This document outlines the key strategies for optimizing the ZEROBASE economic model. The approach includes visual enhancements, mathematical modeling, and economic model improvements to ensure sustainable growth and efficiency.
The token release curve illustrates the supply increase over time. Using a sigmoid (S-curve) release function instead of a linear release can help reduce early inflation pressure while accelerating release in later stages before stabilizing. This approach balances early incentives with long-term supply management.
Using token release plans and burn mechanisms, we can predict future circulating supply and inflation rates. Inflation rates are expected to decrease over time as token release slows. This visualization helps monitor inflation levels and adjust policies like buybacks and burns accordingly.
A Sankey diagram will effectively illustrate how funds move within the ecosystem, including:
- Foundation operations
- Token buybacks & burns
- Leverage strategies
- Staking rewards (ZBI index)
- Strategic reserves
This visualization highlights major fund flows and identifies potential inefficiencies in the economic model.
To assess decentralization in governance, we can visualize voting power distribution using:
- Lorenz curve for voting power concentration
- Pie charts showing team, investor, and community holdings
- Bar charts representing the percentage of active voters
Using game theory, we analyze optimal incentive structures for staking and governance participation. The goal is to ensure staking is the dominant strategy for rational participants.
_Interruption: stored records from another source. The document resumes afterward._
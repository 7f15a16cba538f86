use std::path::PathBuf;

use anyhow::Context;
use serde::Deserialize;

#[derive(Clone, Debug, Deserialize)]
pub struct Config {
    pub server: ServerConfig,
    pub database: DatabaseConfig,
    pub media: MediaConfig,
    #[serde(default)]
    pub logging: LoggingConfig,
}

impl Config {
    /// Load the configuration from a YAML file.
    pub fn load(yml_path: &str) -> anyhow::Result<Self> {
        let yml = std::fs::read_to_string(yml_path)
            .with_context(|| format!("Reading config file {}", yml_path))?;
        Self::from_yaml(&yml)
    }

    pub fn from_yaml(yml: &str) -> anyhow::Result<Self> {
        let config = serde_yaml::from_str(yml)?;
        Ok(config)
    }
}

#[derive(Clone, Debug, Deserialize)]
pub struct ServerConfig {
    pub address: String,
    pub tls: Option<TLSConfig>,
}

#[derive(Clone, Debug, Deserialize)]
pub struct TLSConfig {
    pub cert_path: String,
    pub key_path: String,
}

#[derive(Clone, Debug, Deserialize)]
pub struct DatabaseConfig {
    pub path: String,
}

/// Where uploaded files (recipe covers) live on disk
#[derive(Clone, Debug, Deserialize)]
pub struct MediaConfig {
    pub root: PathBuf,
}

#[derive(Clone, Debug, Default, Deserialize)]
pub struct LoggingConfig {
    /// Directory for the rolling access log. Defaults to the working directory.
    pub directory: Option<PathBuf>,
}
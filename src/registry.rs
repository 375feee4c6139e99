use std::{
    fmt::{self, Debug, Formatter},
    sync::LazyLock,
};

use tracing::{debug, trace};

use crate::{
    board::BoardView,
    color::Color,
    config::RuleConfig,
    coord::Coord,
    error::ValidationError,
    piece::{ColoredPieceKind, PieceKind},
    rules::{BishopRule, KingRule, KnightRule, MoveRequest, MoveRule, PawnRule, QueenRule, RookRule},
};

type Rule = Box<dyn MoveRule + Send + Sync>;

/// One rule per piece kind, built once and only read afterwards.
pub struct Registry {
    config: RuleConfig,
    // indexed by `PieceKind::index`
    rules: [Rule; 6],
}
impl Registry {
    pub fn new(config: RuleConfig) -> Self {
        let rules: [Rule; 6] = [
            Box::new(PawnRule::new(config)),
            Box::new(KnightRule),
            Box::new(BishopRule),
            Box::new(RookRule),
            Box::new(QueenRule::default()),
            Box::new(KingRule),
        ];
        Registry { config, rules }
    }
    /// Shared registry with the default configuration.
    pub fn standard() -> &'static Self {
        static STANDARD: LazyLock<Registry> = LazyLock::new(Registry::default);
        &STANDARD
    }
    pub fn config(&self) -> RuleConfig {
        self.config
    }
    pub fn rule(&self, kind: PieceKind) -> &(dyn MoveRule + Send + Sync) {
        self.rules[kind.index()].as_ref()
    }
    /// Resolves a rule from an external piece name such as `"knight"` or
    /// `"N"`.
    pub fn lookup(&self, name: &str) -> Result<&(dyn MoveRule + Send + Sync), ValidationError> {
        let kind: PieceKind = name.parse()?;
        Ok(self.rule(kind))
    }
    pub fn validate_move(
        &self,
        kind: PieceKind,
        color: Color,
        origin: Coord,
        destination: Coord,
        board: &dyn BoardView,
    ) -> Result<bool, ValidationError> {
        let request = MoveRequest {
            piece: ColoredPieceKind::new(color, kind),
            origin,
            destination,
        };
        if request.is_degenerate() {
            debug!(%request, "rejected degenerate move");
            return Err(ValidationError::DegenerateMove(origin));
        }
        let legal = self.rule(kind).validate(request, board);
        trace!(%request, legal, "validated move");
        Ok(legal)
    }
    /// Same as [`Registry::validate_move`] but for unchecked input: the piece
    /// is named and coordinates are raw `(x, y)` pairs.
    pub fn validate_named(
        &self,
        name: &str,
        color: Color,
        origin: (i8, i8),
        destination: (i8, i8),
        board: &dyn BoardView,
    ) -> Result<bool, ValidationError> {
        let kind = name.parse()?;
        let origin: Coord = origin.try_into()?;
        let destination: Coord = destination.try_into()?;
        self.validate_move(kind, color, origin, destination, board)
    }
    /// Every square the piece on `origin` may move to, as far as its rule is
    /// concerned. Empty when `origin` is empty.
    pub fn destinations<'a>(
        &'a self,
        origin: Coord,
        board: &'a dyn BoardView,
    ) -> impl Iterator<Item = Coord> + 'a {
        board.occupant_at(origin).into_iter().flat_map(move |piece| {
            let rule = self.rule(piece.piece());
            Coord::all().filter(move |destination| {
                *destination != origin
                    && rule.validate(
                        MoveRequest {
                            piece,
                            origin,
                            destination: *destination,
                        },
                        board,
                    )
            })
        })
    }
}
impl Default for Registry {
    fn default() -> Self {
        Registry::new(RuleConfig::default())
    }
}
impl Debug for Registry {
    fn fmt(&self, f: &mut Formatter<'_>) -> fmt::Result {
        f.debug_struct("Registry")
            .field("config", &self.config)
            .finish_non_exhaustive()
    }
}
/// Validates against [`Registry::standard`].
pub fn validate_move(
    kind: PieceKind,
    color: Color,
    origin: Coord,
    destination: Coord,
    board: &dyn BoardView,
) -> Result<bool, ValidationError> {
    Registry::standard().validate_move(kind, color, origin, destination, board)
}
//! Per-piece movement rules.
//!
//! Every rule answers one question: may `piece` go from `origin` to
//! `destination` on this board? Rules only read the board through
//! [`BoardView`] and never decide whose turn it is or whether the destination
//! holds a friendly piece, that is up to the caller.

use std::fmt::{self, Display, Formatter};

use crate::{board::BoardView, coord::Coord, coord::Vector, piece::ColoredPieceKind};

pub use self::{
    leaper::{KingRule, KnightRule},
    pawn::PawnRule,
    slider::{BishopRule, QueenRule, RookRule},
};

mod leaper;
mod pawn;
mod slider;

#[derive(Debug, Clone, Copy, PartialEq, Eq, Hash)]
pub struct MoveRequest {
    pub piece: ColoredPieceKind,
    pub origin: Coord,
    pub destination: Coord,
}
impl MoveRequest {
    pub fn movement(self) -> Vector {
        self.destination - self.origin
    }
    pub fn is_degenerate(self) -> bool {
        self.origin == self.destination
    }
}
impl Display for MoveRequest {
    fn fmt(&self, f: &mut Formatter<'_>) -> fmt::Result {
        write!(f, "{} {}{}", self.piece, self.origin, self.destination)?;
        Ok(())
    }
}

pub trait MoveRule {
    /// Returns `false` for any move the piece cannot make, including a
    /// degenerate one.
    fn validate(&self, request: MoveRequest, board: &dyn BoardView) -> bool;
}

#[cfg(test)]
pub(crate) mod fixture {
    use crate::{
        board::Board,
        color::Color,
        coord::Coord,
        fen::Placement,
        piece::{ColoredPieceKind, PieceKind},
        rules::MoveRequest,
    };

    pub fn setup(placement: &str) -> Board {
        placement.parse::<Placement>().unwrap().0
    }
    pub fn request(
        color: Color,
        kind: PieceKind,
        origin: (u8, u8),
        destination: (u8, u8),
    ) -> MoveRequest {
        MoveRequest {
            piece: ColoredPieceKind::new(color, kind),
            origin: Coord::new(origin.0, origin.1),
            destination: Coord::new(destination.0, destination.1),
        }
    }
    /// An empty board with a black pawn on each listed square.
    pub fn with_blockers(squares: &[(u8, u8)]) -> Board {
        let mut board = Board::empty();
        for &(x, y) in squares {
            board.place(
                Coord::new(x, y),
                ColoredPieceKind::new(Color::Black, PieceKind::Pawn),
            );
        }
        board
    }
}
use crate::{
    board::BoardView,
    rules::{MoveRequest, MoveRule},
};

/// Knights jump, occupancy along the way never matters.
#[derive(Debug, Clone, Copy, PartialEq, Eq, Hash, Default)]
pub struct KnightRule;

impl MoveRule for KnightRule {
    fn validate(&self, request: MoveRequest, _: &dyn BoardView) -> bool {
        request.movement().is_knight_move()
    }
}

/// One step in any direction. Whether the destination is attacked is not
/// checked.
#[derive(Debug, Clone, Copy, PartialEq, Eq, Hash, Default)]
pub struct KingRule;

impl MoveRule for KingRule {
    fn validate(&self, request: MoveRequest, _: &dyn BoardView) -> bool {
        request.movement().is_king_move()
    }
}
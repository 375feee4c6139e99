use std::{
    fmt::{self, Display, Formatter},
    num::NonZero,
    ops::{Mul, Sub},
    str::FromStr,
};

use thiserror::Error;

use crate::{color::Color, error::ValidationError};

/// Builds a [`Coord`] from an algebraic literal such as `coord!("e4")`.
#[macro_export]
macro_rules! coord {
    ($square:literal) => {
        match $crate::coord::Coord::from_algebraic($square) {
            Some(position) => position,
            None => panic!(concat!("`", $square, "` is not a square")),
        }
    };
}

#[derive(Debug, Clone, Copy, PartialEq, Eq, Hash, Error)]
pub enum ParseCoordError {
    #[error("found `{0}`, characters from `a` to `h` were expected instead")]
    InvalidX(char),
    #[error("found `{0}`, characters from `1` to `8` were expected instead")]
    InvalidY(char),
    #[error("provided string have length of {0} characters, 2 were expected")]
    NotEnoughCharacter(u8),
    #[error("unexpected `{0}`")]
    Unexpected(char),
}

// Bit structure: 10XXXYYY
// first two bits is always `10` for `NonZero` size optimizations
/// A square of the board. `x` is the file counted from `a`, `y` is the row
/// counted from the eighth rank, so `(0, 0)` is a8 and `(7, 7)` is h1.
#[derive(Debug, Clone, Copy, PartialEq, Eq, Hash)]
pub struct Coord(NonZero<u8>);

impl Coord {
    /// Callers must pass values below 8. Outside of this crate a `Coord` is
    /// only built through the checked constructors.
    pub(crate) const fn new(x: u8, y: u8) -> Self {
        debug_assert!(x < 8);
        debug_assert!(y < 8);
        match NonZero::new(0b1000_0000 | ((x & 0b111) << 3) | (y & 0b111)) {
            Some(byte) => Coord(byte),
            None => unreachable!(),
        }
    }
    pub const fn new_checked(x: u8, y: u8) -> Option<Self> {
        if x >= 8 || y >= 8 {
            None
        } else {
            Some(Self::new(x, y))
        }
    }
    pub const fn from_algebraic(src: &str) -> Option<Self> {
        let bytes = src.as_bytes();
        if bytes.len() != 2 {
            return None;
        }
        let (x, y) = (bytes[0], bytes[1]);
        if x < b'a' || x > b'h' || y < b'1' || y > b'8' {
            return None;
        }
        Some(Self::new(x - b'a', 7 - (y - b'1')))
    }
    pub fn from_chars(x: char, y: char) -> Result<Self, ParseCoordError> {
        let x = match x {
            'a'..='h' => x as u8 - b'a',
            _ => return Err(ParseCoordError::InvalidX(x)),
        };
        let y = match y {
            '1'..='8' => 7 - (y as u8 - b'1'),
            _ => return Err(ParseCoordError::InvalidY(y)),
        };
        Ok(Coord::new(x, y))
    }
    pub const fn x(self) -> u8 {
        (self.0.get() >> 3) & 0b_111
    }
    pub const fn y(self) -> u8 {
        self.0.get() & 0b_111
    }
    /// All 64 squares, row by row starting from a8.
    pub fn all() -> impl Iterator<Item = Self> {
        (0..8).flat_map(|y| (0..8).map(move |x| Coord::new(x, y)))
    }
    pub fn move_by(self, movement: Vector) -> Option<Self> {
        Self::new_checked(
            self.x().checked_add_signed(movement.x)?,
            self.y().checked_add_signed(movement.y)?,
        )
    }
    /// Finds the direction among `directions` that leads from `self` to
    /// `other` and returns the squares strictly between them, in path order.
    pub fn is_aligned(
        self,
        other: Self,
        directions: &[Vector],
    ) -> Option<impl Iterator<Item = Self>> {
        directions.iter().copied().find_map(|direction| {
            if direction.is_aligned(other - self) {
                Some(self.line_exclusive_exclusive(other, direction))
            } else {
                None
            }
        })
    }
    pub fn is_aligned_with_bishop(self, other: Self) -> Option<impl Iterator<Item = Self>> {
        self.is_aligned(other, &Vector::BISHOP_DIRECTIONS)
    }
    pub fn is_aligned_with_rook(self, other: Self) -> Option<impl Iterator<Item = Self>> {
        self.is_aligned(other, &Vector::ROOK_DIRECTIONS)
    }
    pub fn line(self, direction: Vector, start: i8) -> impl Iterator<Item = Self> {
        debug_assert_ne!(direction, Vector::ZERO);
        debug_assert_eq!(direction, direction.as_unit());
        (start..).map_while(move |difference| self.move_by(direction * difference))
    }
    pub fn line_inclusive(self, direction: Vector) -> impl Iterator<Item = Self> {
        self.line(direction, 0)
    }
    pub fn line_inclusive_exclusive(
        self,
        end: Coord,
        direction: Vector,
    ) -> impl Iterator<Item = Self> {
        self.line_inclusive(direction)
            .take_while(move |position| *position != end)
    }
    pub fn line_exclusive_exclusive(
        self,
        end: Coord,
        direction: Vector,
    ) -> impl Iterator<Item = Self> {
        self.line_inclusive_exclusive(end, direction).skip(1)
    }
    /// Color of the square itself, used for rendering.
    pub fn color(self) -> Color {
        if (self.x() + self.y()) % 2 == 0 {
            Color::White
        } else {
            Color::Black
        }
    }
}
impl Display for Coord {
    fn fmt(&self, f: &mut Formatter<'_>) -> fmt::Result {
        let x = (self.x() + b'a') as char;
        let y = 8 - self.y();
        write!(f, "{x}{y}")?;
        Ok(())
    }
}
impl FromStr for Coord {
    type Err = ParseCoordError;

    fn from_str(s: &str) -> Result<Self, Self::Err> {
        let mut chars = s.chars();
        let Some(x) = chars.next() else {
            return Err(ParseCoordError::NotEnoughCharacter(0));
        };
        let Some(y) = chars.next() else {
            return Err(ParseCoordError::NotEnoughCharacter(1));
        };
        if let Some(c) = chars.next() {
            return Err(ParseCoordError::Unexpected(c));
        }
        Coord::from_chars(x, y)
    }
}
impl TryFrom<(i8, i8)> for Coord {
    type Error = ValidationError;

    fn try_from((x, y): (i8, i8)) -> Result<Self, Self::Error> {
        u8::try_from(x)
            .ok()
            .zip(u8::try_from(y).ok())
            .and_then(|(x, y)| Coord::new_checked(x, y))
            .ok_or(ValidationError::OutOfBounds {
                x: x.into(),
                y: y.into(),
            })
    }
}
impl TryFrom<(usize, usize)> for Coord {
    type Error = ValidationError;

    fn try_from((x, y): (usize, usize)) -> Result<Self, Self::Error> {
        u8::try_from(x)
            .ok()
            .zip(u8::try_from(y).ok())
            .and_then(|(x, y)| Coord::new_checked(x, y))
            .ok_or_else(|| ValidationError::OutOfBounds {
                x: i64::try_from(x).unwrap_or(i64::MAX),
                y: i64::try_from(y).unwrap_or(i64::MAX),
            })
    }
}
#[allow(
    clippy::cast_possible_wrap,
    reason = "coordinate values never exceed 7"
)]
fn signed(value: u8) -> i8 {
    value as i8
}
impl Sub<Self> for Coord {
    type Output = Vector;

    fn sub(self, rhs: Self) -> Self::Output {
        Vector {
            x: signed(self.x()) - signed(rhs.x()),
            y: signed(self.y()) - signed(rhs.y()),
        }
    }
}
#[derive(Debug, Clone, Copy, PartialEq, Eq, Hash)]
pub struct Vector {
    pub x: i8,
    pub y: i8,
}
impl Vector {
    pub const ZERO: Self = Vector { x: 0, y: 0 };

    pub const ROOK_DIRECTIONS: [Self; 4] = [
        Vector { x: -1, y: 0 },
        Vector { x: 1, y: 0 },
        Vector { x: 0, y: -1 },
        Vector { x: 0, y: 1 },
    ];
    pub const BISHOP_DIRECTIONS: [Self; 4] = [
        Vector { x: -1, y: -1 },
        Vector { x: 1, y: -1 },
        Vector { x: -1, y: 1 },
        Vector { x: 1, y: 1 },
    ];

    pub fn is_aligned(self, other: Self) -> bool {
        self.as_unit() == other.as_unit() && self.x * other.y == other.x * self.y
    }
    pub fn is_king_move(self) -> bool {
        (-1..=1).contains(&self.x) && (-1..=1).contains(&self.y) && self != Vector::ZERO
    }
    pub fn is_knight_move(self) -> bool {
        let x = self.x.unsigned_abs();
        let y = self.y.unsigned_abs();
        (x == 1 && y == 2) || (x == 2 && y == 1)
    }
    pub fn as_unit(self) -> Self {
        Vector {
            x: self.x.signum(),
            y: self.y.signum(),
        }
    }
}
impl Mul<i8> for Vector {
    type Output = Vector;

    fn mul(self, rhs: i8) -> Self::Output {
        Vector {
            x: self.x * rhs,
            y: self.y * rhs,
        }
    }
}
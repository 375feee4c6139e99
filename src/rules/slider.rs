use tracing::trace;

use crate::{
    board::BoardView,
    coord::Coord,
    rules::{MoveRequest, MoveRule},
};

/// Walks `path` in order and stops at the first occupied square.
fn is_clear(board: &dyn BoardView, mut path: impl Iterator<Item = Coord>) -> bool {
    match path.find(|position| board.is_occupied(*position)) {
        Some(blocker) => {
            trace!(%blocker, "path is blocked");
            false
        }
        None => true,
    }
}

#[derive(Debug, Clone, Copy, PartialEq, Eq, Hash, Default)]
pub struct RookRule;

impl MoveRule for RookRule {
    fn validate(&self, request: MoveRequest, board: &dyn BoardView) -> bool {
        request
            .origin
            .is_aligned_with_rook(request.destination)
            .is_some_and(|path| is_clear(board, path))
    }
}

#[derive(Debug, Clone, Copy, PartialEq, Eq, Hash, Default)]
pub struct BishopRule;

impl MoveRule for BishopRule {
    fn validate(&self, request: MoveRequest, board: &dyn BoardView) -> bool {
        request
            .origin
            .is_aligned_with_bishop(request.destination)
            .is_some_and(|path| is_clear(board, path))
    }
}

#[derive(Debug, Clone, Copy, PartialEq, Eq, Hash, Default)]
pub struct QueenRule {
    rook: RookRule,
    bishop: BishopRule,
}

impl MoveRule for QueenRule {
    fn validate(&self, request: MoveRequest, board: &dyn BoardView) -> bool {
        self.rook.validate(request, board) || self.bishop.validate(request, board)
    }
}

#[cfg(test)]
mod test {
    use crate::{
        board::Board,
        color::Color,
        piece::PieceKind,
        rules::{
            MoveRule,
            fixture::{request, setup, with_blockers},
            slider::{BishopRule, QueenRule, RookRule},
        },
    };

    #[test]
    fn rook_slides_along_an_empty_file() {
        let movement = request(Color::White, PieceKind::Rook, (0, 0), (0, 7));
        assert!(RookRule.validate(movement, &Board::empty()));
        for y in 1..=6 {
            assert!(!RookRule.validate(movement, &with_blockers(&[(0, y)])));
        }
    }
    #[test]
    fn rook_ignores_the_destination_and_squares_beyond() {
        let board = with_blockers(&[(0, 4), (0, 5)]);
        let movement = request(Color::White, PieceKind::Rook, (0, 0), (0, 4));
        assert!(RookRule.validate(movement, &board));
    }
    #[test]
    fn rook_slides_along_a_rank_both_ways() {
        let board = Board::empty();
        assert!(RookRule.validate(
            request(Color::Black, PieceKind::Rook, (7, 3), (0, 3)),
            &board
        ));
        assert!(RookRule.validate(
            request(Color::Black, PieceKind::Rook, (2, 3), (5, 3)),
            &board
        ));
    }
    #[test]
    fn rook_rejects_other_directions() {
        let board = Board::empty();
        assert!(!RookRule.validate(
            request(Color::White, PieceKind::Rook, (0, 0), (1, 1)),
            &board
        ));
        assert!(!RookRule.validate(
            request(Color::White, PieceKind::Rook, (0, 0), (0, 0)),
            &board
        ));
    }
    #[test]
    fn bishop_slides_along_an_empty_diagonal() {
        let movement = request(Color::White, PieceKind::Bishop, (0, 0), (7, 7));
        assert!(BishopRule.validate(movement, &Board::empty()));
        for step in 1..=6 {
            assert!(!BishopRule.validate(movement, &with_blockers(&[(step, step)])));
        }
    }
    #[test]
    fn bishop_traces_the_anti_diagonal() {
        let movement = request(Color::White, PieceKind::Bishop, (7, 0), (0, 7));
        assert!(BishopRule.validate(movement, &Board::empty()));
        assert!(!BishopRule.validate(movement, &with_blockers(&[(3, 4)])));
        assert!(BishopRule.validate(movement, &with_blockers(&[(4, 4)])));
    }
    #[test]
    fn bishop_rejects_unequal_magnitudes_and_degenerate_moves() {
        let board = Board::empty();
        assert!(!BishopRule.validate(
            request(Color::White, PieceKind::Bishop, (0, 0), (1, 2)),
            &board
        ));
        assert!(!BishopRule.validate(
            request(Color::White, PieceKind::Bishop, (0, 0), (0, 3)),
            &board
        ));
        assert!(!BishopRule.validate(
            request(Color::White, PieceKind::Bishop, (4, 4), (4, 4)),
            &board
        ));
    }
    #[test]
    fn queen_is_rook_or_bishop() {
        let board = Board::empty();
        let queen = |destination| request(Color::White, PieceKind::Queen, (3, 3), destination);
        assert!(QueenRule::default().validate(queen((3, 7)), &board));
        assert!(QueenRule::default().validate(queen((6, 6)), &board));
        assert!(QueenRule::default().validate(queen((0, 3)), &board));
        assert!(!QueenRule::default().validate(queen((5, 6)), &board));
        assert!(!QueenRule::default().validate(queen((3, 3)), &board));
    }
    #[test]
    fn queen_is_blocked_like_the_pieces_it_combines() {
        let board = setup("8/8/8/2p5/3Q4/8/8/8");
        let queen = |destination| request(Color::White, PieceKind::Queen, (3, 4), destination);
        assert!(!QueenRule::default().validate(queen((1, 2)), &board));
        assert!(QueenRule::default().validate(queen((2, 3)), &board));
        assert!(QueenRule::default().validate(queen((3, 0)), &board));
    }
}
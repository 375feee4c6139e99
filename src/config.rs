use std::fmt::{self, Display, Formatter};

use clap::ValueEnum;

/// How strictly the pawn double push is checked.
#[derive(Debug, Clone, Copy, PartialEq, Eq, Hash, Default, ValueEnum)]
pub enum DoublePush {
    /// Both the passed square and the destination must be empty.
    #[default]
    Strict,
    /// Only the destination is checked, the passed square may be occupied.
    Permissive,
}

impl Display for DoublePush {
    fn fmt(&self, f: &mut Formatter<'_>) -> fmt::Result {
        match self {
            DoublePush::Strict => write!(f, "strict")?,
            DoublePush::Permissive => write!(f, "permissive")?,
        }
        Ok(())
    }
}

/// What en passant requires besides board geometry.
#[derive(Debug, Clone, Copy, PartialEq, Eq, Hash, Default, ValueEnum)]
pub enum EnPassant {
    /// The passed piece must be an opposing pawn that double pushed on the
    /// previous move.
    #[default]
    LastMove,
    /// Any piece beside the pawn can be taken.
    Positional,
}

impl Display for EnPassant {
    fn fmt(&self, f: &mut Formatter<'_>) -> fmt::Result {
        match self {
            EnPassant::LastMove => write!(f, "last-move")?,
            EnPassant::Positional => write!(f, "positional")?,
        }
        Ok(())
    }
}

#[derive(Debug, Clone, Copy, PartialEq, Eq, Hash, Default)]
pub struct RuleConfig {
    pub double_push: DoublePush,
    pub en_passant: EnPassant,
}
impl RuleConfig {
    /// Geometry-only pawn rules, as older front ends validated them.
    pub fn legacy() -> Self {
        RuleConfig {
            double_push: DoublePush::Permissive,
            en_passant: EnPassant::Positional,
        }
    }
}
impl Display for RuleConfig {
    fn fmt(&self, f: &mut Formatter<'_>) -> fmt::Result {
        write!(
            f,
            "double push: {}, en passant: {}",
            self.double_push, self.en_passant
        )?;
        Ok(())
    }
}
- Increasing cooperative incentives: Time-weighted staking rewards to encourage long-term commitment.
- Reducing exit incentives: Implementing withdrawal penalties or burned stakes to discourage premature exits.
- Boosting governance participation: Assigning higher governance weight to long-term stakers.
A Markov chain can model user transitions between different states:
U0
: Not holding tokensU1
: Holding tokensU2
: Staking tokensU3
: Participating in governance
By analyzing transition probabilities, we can optimize incentives to increase staking and governance engagement.
Monte Carlo simulations help predict future token price movements and circulating supply under different economic conditions. Using a geometric Brownian motion model, we can:
- Simulate multiple price trajectories
- Assess the probability of extreme price events
- Optimize supply adjustments to maintain stability
- Extending release schedules: Reducing initial emissions while increasing later-stage releases.
- Performance-based vesting: Adjusting token release based on adoption metrics like TVL and transaction volume.
- Adaptive supply mechanisms: Dynamically adjusting releases based on demand and inflation.
- Dynamic burn rates: Adjusting token burns based on inflation and market conditions.
- Transaction fee burns: Implementing an Ethereum-like burn model (EIP-1559) to balance issuance and deflation.
- Automated buybacks: Using a portion of revenue for periodic buybacks and burns.
- Elastic issuance: Adjusting token emissions based on demand-supply dynamics.
- Quarterly buybacks: Utilizing 20% of revenue for buybacks to reduce circulation.
- DAO governance on supply adjustments: Allowing the community to vote on inflation control measures.
- Quadratic voting: Reducing the influence of large stakeholders and enhancing smaller holders' governance power.
- Reputation-based governance: Incorporating reputation scores based on contributions to weigh votes.
- Delegated voting: Allowing users to assign their votes to trusted representatives to increase participation.
By implementing these enhancements in visualization, mathematical modeling, and economic policies, We want ZEROBASE have a more transparent, efficient, and adaptive economic model. These improvements ensure sustainable tokenomics, reduce inflation risks, and foster a robust governance framework for long-term success.